Larry Ribstein is thinking outside the box on disgraced plantiff’s lawyer Bill Lerach’s pending sentencing:
Bruce Kobayashi and I wrote about the contributions of Lerach and his colleagues in the class action bar in our Class Action Lawyers as Lawmakers. We argued that the system of choosing and compensating class action lawyers should take account of the need to provide incentives for these contributions.
While that doesn’t excuse Lerach’s crimes, in our Hypocrisy of the Milberg Indictment, Bruce and I showed the fundamental equivalence of the witness payments Milberg was convicted for and the practices government lawyers use in getting testimony in white collar crime cases, including the one against Lerach.
Sadly, what is much less well-recognized is that the arguments Buxbaum makes for Lerach are precisely the same I’ve been making for the likes of Mike Milken and Jeff Skilling.

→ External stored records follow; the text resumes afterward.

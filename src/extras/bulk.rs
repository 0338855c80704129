//! Bulk actions over the visible (filtered) part of the catalog.
//!
//! These only derive the next selection. Writing it is the bridge's job.

use super::group::GroupedCatalog;
use super::types::ItemId;
use std::collections::HashSet;

/// Every id in `filtered`, in section-then-item order.
pub fn visible_ids(filtered: &GroupedCatalog) -> Vec<ItemId> {
    filtered.items().map(|item| item.id.clone()).collect()
}

/// `current` followed by every visible id. Ids already selected are repeated;
/// deduplicate at the write boundary when that matters.
pub fn select_all_visible(filtered: &GroupedCatalog, current: &[ItemId]) -> Vec<ItemId> {
    let mut ids = current.to_vec();
    ids.extend(visible_ids(filtered));
    ids
}

/// `current` without any visible id, remaining order preserved.
pub fn unselect_all_visible(filtered: &GroupedCatalog, current: &[ItemId]) -> Vec<ItemId> {
    let visible: HashSet<ItemId> = visible_ids(filtered).into_iter().collect();
    current
        .iter()
        .filter(|id| !visible.contains(*id))
        .cloned()
        .collect()
}

#[cfg(test)]
mod tests {
    use super::*;
    use crate::extras::filter::{filter, SearchQuery};
    use crate::extras::group::group;
    use crate::extras::group::tests::record;
    use pretty_assertions::assert_eq;

    fn ids(list: &[&str]) -> Vec<ItemId> {
        list.iter().map(|s| ItemId::new(*s)).collect()
    }

    fn scenario() -> GroupedCatalog {
        group(&[
            record("A", "sigil", "Superior Sigil of Force", 24615),
            record("B", "rune", "Superior Rune of Strength", 24714),
            record("C", "food", "Bowl of Sharpening Stone", 12485),
        ])
    }

    #[test]
    fn test_select_all_visible_respects_filter() {
        let filtered = filter(&scenario(), &SearchQuery::new("rune"));
        assert_eq!(select_all_visible(&filtered, &[]), ids(&["B"]));
    }

    #[test]
    fn test_select_all_visible_appends_after_current() {
        let filtered = filter(&scenario(), &SearchQuery::new(""));
        assert_eq!(
            select_all_visible(&filtered, &ids(&["X"])),
            ids(&["X", "A", "B", "C"])
        );
    }

    #[test]
    fn test_select_all_visible_twice_repeats_ids() {
        let filtered = filter(&scenario(), &SearchQuery::new("sigil"));
        let once = select_all_visible(&filtered, &[]);
        let twice = select_all_visible(&filtered, &once);
        assert_eq!(twice, ids(&["A", "A"]));
    }

    #[test]
    fn test_unselect_all_visible_keeps_hidden() {
        let filtered = filter(&scenario(), &SearchQuery::new("rune"));
        let current = ids(&["A", "B", "C"]);
        assert_eq!(unselect_all_visible(&filtered, &current), ids(&["A", "C"]));
    }

    #[test]
    fn test_unselect_removes_repeated_ids() {
        let filtered = filter(&scenario(), &SearchQuery::new("sigil"));
        assert_eq!(unselect_all_visible(&filtered, &ids(&["A", "B", "A"])), ids(&["B"]));
    }

    #[test]
    fn test_round_trip_from_empty() {
        for q in ["", "rune", "of", "zzz"] {
            let filtered = filter(&scenario(), &SearchQuery::new(q));
            let selected = select_all_visible(&filtered, &[]);
            assert_eq!(unselect_all_visible(&filtered, &selected), Vec::<ItemId>::new());
        }
    }

    #[test]
    fn test_visible_ids_skip_empty_sections() {
        let filtered = filter(&scenario(), &SearchQuery::new("247"));
        assert_eq!(visible_ids(&filtered), ids(&["B"]));
    }
}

What many call their “greed” is what moves the market’s invisible hand and what has, in Buxbaum’s words, generated so much public good for our financial markets. Both financial innovations and legal innovations may be taken too far, but this doesn’t negate their positive aspects and the need to encourage them.
That’s not an excuse for wrongdoing. If laws have been broken the violators should be sent away. But we should be aware that the excesses of prosecutors can cause at least as much, and possibly more, harm than the excesses of financial speculators.